Le port de la Lune est ainsi très loin derrière les standards des géants européen (Rotterdam est à 435 millions de tonnes), mais aussi nationaux – « Haropa » (Le Havre-Rouen-Paris port) « pèse » 130 millions de tonnes, Marseille 97, et même régionaux puisque La Rochelle est à 8,5 millions de tonnes.

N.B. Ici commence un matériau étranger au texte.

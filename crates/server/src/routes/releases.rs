use std::str::FromStr;

use axum::{
    Extension, Json, Router,
    extract::{Query, State},
    middleware::from_fn_with_state,
    response::Json as ResponseJson,
    routing::get,
};
use db::{
    models::{
        release::{CreateRelease, Release, ReleaseWithTasks, UpdateRelease},
        task::Task,
    },
    types::ReleaseStatus,
};
use deployment::Deployment;
use sea_orm::Iterable;
use serde::Deserialize;
use services::services::validation::require_non_blank;
use utils::{
    pagination::Paginated,
    response::{ApiResponse, MessageResponse},
};

use crate::{
    DeploymentImpl, error::ApiError, middleware::load_release_middleware, routes::resolve_page,
};

#[derive(Debug, Deserialize)]
pub struct ReleaseQuery {
    pub status: Option<String>,
    pub page: Option<u64>,
    pub page_size: Option<u64>,
}

fn parse_status(raw: &str) -> Result<ReleaseStatus, ApiError> {
    ReleaseStatus::from_str(raw).map_err(|_| {
        let allowed: Vec<String> = ReleaseStatus::iter().map(|s| s.to_string()).collect();
        ApiError::BadRequest(format!(
            "Invalid status '{raw}'. Must be one of: {}",
            allowed.join(", ")
        ))
    })
}

fn version_conflict(version: &str) -> ApiError {
    ApiError::BadRequest(format!("Release version {version} already exists"))
}

pub async fn list_releases(
    State(deployment): State<DeploymentImpl>,
    Query(query): Query<ReleaseQuery>,
) -> Result<ResponseJson<ApiResponse<Paginated<Release>>>, ApiError> {
    let status = query.status.as_deref().map(parse_status).transpose()?;
    let page = resolve_page(&deployment, query.page, query.page_size)?;
    let (releases, total) = Release::list(&deployment.db().pool, status, page).await?;
    Ok(ResponseJson(ApiResponse::success(Paginated::new(
        releases, total, page,
    ))))
}

pub async fn create_release(
    State(deployment): State<DeploymentImpl>,
    Json(payload): Json<CreateRelease>,
) -> Result<ResponseJson<ApiResponse<Release>>, ApiError> {
    require_non_blank("Version", &payload.version)?;
    require_non_blank("Title", &payload.title)?;
    let pool = &deployment.db().pool;
    if Release::version_taken(pool, &payload.version, None).await? {
        return Err(version_conflict(&payload.version));
    }

    let release = Release::create(pool, &payload).await?;
    tracing::info!(release_id = release.id, version = %release.version, "Created release");
    Ok(ResponseJson(ApiResponse::success(release)))
}

pub async fn get_release(
    State(deployment): State<DeploymentImpl>,
    Extension(release): Extension<Release>,
) -> Result<ResponseJson<ApiResponse<ReleaseWithTasks>>, ApiError> {
    let tasks = Task::find_briefs_by_release(&deployment.db().pool, release.id).await?;
    Ok(ResponseJson(ApiResponse::success(ReleaseWithTasks {
        release,
        tasks,
    })))
}

pub async fn update_release(
    State(deployment): State<DeploymentImpl>,
    Extension(release): Extension<Release>,
    Json(payload): Json<UpdateRelease>,
) -> Result<ResponseJson<ApiResponse<Release>>, ApiError> {
    let pool = &deployment.db().pool;
    if let Some(title) = payload.title.as_deref() {
        require_non_blank("Title", title)?;
    }
    if let Some(version) = payload.version.as_deref() {
        require_non_blank("Version", version)?;
        if Release::version_taken(pool, version, Some(release.id)).await? {
            return Err(version_conflict(version));
        }
    }
    let updated = Release::update(pool, release.id, &payload).await?;
    Ok(ResponseJson(ApiResponse::success(updated)))
}

pub async fn delete_release(
    State(deployment): State<DeploymentImpl>,
    Extension(release): Extension<Release>,
) -> Result<ResponseJson<ApiResponse<MessageResponse>>, ApiError> {
    Release::delete(&deployment.db().pool, release.id).await?;
    tracing::info!(release_id = release.id, "Deleted release");
    Ok(ResponseJson(ApiResponse::success(MessageResponse::new(
        format!("Release {} deleted", release.version),
    ))))
}

pub fn router(deployment: &DeploymentImpl) -> Router<DeploymentImpl> {
    let release_id_router = Router::new()
        .route(
            "/",
            get(get_release).patch(update_release).delete(delete_release),
        )
        .layer(from_fn_with_state(
            deployment.clone(),
            load_release_middleware::<DeploymentImpl>,
        ));

    let inner = Router::new()
        .route("/", get(list_releases).post(create_release))
        .nest("/{release_id}", release_id_router);

    Router::new().nest("/releases", inner)
}

#[cfg(test)]
mod tests {
    use axum::http::StatusCode;
    use serde_json::json;

    use crate::test_support::TestApp;

    #[tokio::test]
    async fn version_is_unique_and_status_filter_is_validated() {
        let app = TestApp::new().await;
        let release = app
            .ok(
                "POST",
                "/api/v1/releases",
                Some(json!({"version": "1.0.0", "title": "First", "target_date": "2026-11-01"})),
            )
            .await;
        assert_eq!(release["status"], "planned");
        assert_eq!(release["target_date"], "2026-11-01");

        let (status, json) = app
            .send(
                "POST",
                "/api/v1/releases",
                Some(&app.admin_token),
                Some(json!({"version": "1.0.0", "title": "Again"})),
            )
            .await;
        assert_eq!(status, StatusCode::BAD_REQUEST);
        assert_eq!(json["message"], "Release version 1.0.0 already exists");

        app.ok(
            "POST",
            "/api/v1/releases",
            Some(json!({"version": "1.1.0", "title": "Next", "status": "in_progress"})),
        )
        .await;

        let page = app
            .ok("GET", "/api/v1/releases?status=in_progress", None)
            .await;
        assert_eq!(page["total"], 1);
        assert_eq!(page["items"][0]["version"], "1.1.0");

        let (status, json) = app
            .send(
                "GET",
                "/api/v1/releases?status=shipping",
                Some(&app.admin_token),
                None,
            )
            .await;
        assert_eq!(status, StatusCode::BAD_REQUEST);
        assert!(json["message"].as_str().unwrap().contains("in_progress"));
    }

    #[tokio::test]
    async fn update_keeps_own_version_and_delete_detaches_tasks() {
        let app = TestApp::new().await;
        let release = app
            .ok(
                "POST",
                "/api/v1/releases",
                Some(json!({"version": "2.0", "title": "Big"})),
            )
            .await;
        let uri = format!("/api/v1/releases/{}", release["id"]);

        let updated = app
            .ok(
                "PATCH",
                &uri,
                Some(json!({"version": "2.0", "status": "released", "release_date": "2026-10-01"})),
            )
            .await;
        assert_eq!(updated["status"], "released");

        let team = app
            .ok(
                "POST",
                "/api/v1/teams",
                Some(json!({"name": "Rel", "slug": "rel"})),
            )
            .await;
        let task_type = app
            .ok(
                "POST",
                &format!("/api/v1/task-types?team_id={}", team["id"]),
                Some(json!({"name": "Task", "slug": "task", "workflow": ["todo"]})),
            )
            .await;
        let task = app
            .ok(
                "POST",
                "/api/v1/tasks",
                Some(json!({
                    "title": "Ship it",
                    "team_id": team["id"],
                    "task_type_id": task_type["id"],
                    "release_id": release["id"]
                })),
            )
            .await;

        let detail = app.ok("GET", &uri, None).await;
        assert_eq!(detail["tasks"][0]["id"], task["id"]);

        app.ok("DELETE", &uri, None).await;
        let task = app
            .ok("GET", &format!("/api/v1/tasks/{}", task["id"]), None)
            .await;
        assert!(task["release_id"].is_null());
    }
}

Cette situation agace l’actionnaire du Grand port maritime de Bordeaux, à savoir l’Etat. Le préfet de la Gironde, Etienne Guyot, a donc confié l’an dernier une étude à Catherine Rivoallon Pustoc’h, de l’Inspection générale de l’environnement et du développement durable (Igedd), Jean-Marc Lacave, consultant et ancien délégué général d’Armateurs de France, et Simon Du Moulin de Labarthete, directeur général de l’a-urba, l’agence d’urbanisme de l’agglo bordelaise.
« Besoin de faire bloc »
Leur mission : élaborer une feuille de route à l’horizon 2050 pour le Port de Bordeaux. Les trois auteurs ont rendu en décembre le résultat de ces travaux, après avoir auditionné une cinquantaine d’acteurs de la place. Ils ont été présentés ce mardi 27 janvier à la préfecture.
« Il ressort de cette démarche prospective la nécessité de prendre collectivement conscience que le port est un bien commun territorial en capacité de faciliter de nombreuses politiques publiques menées sur le territoire », estiment-ils.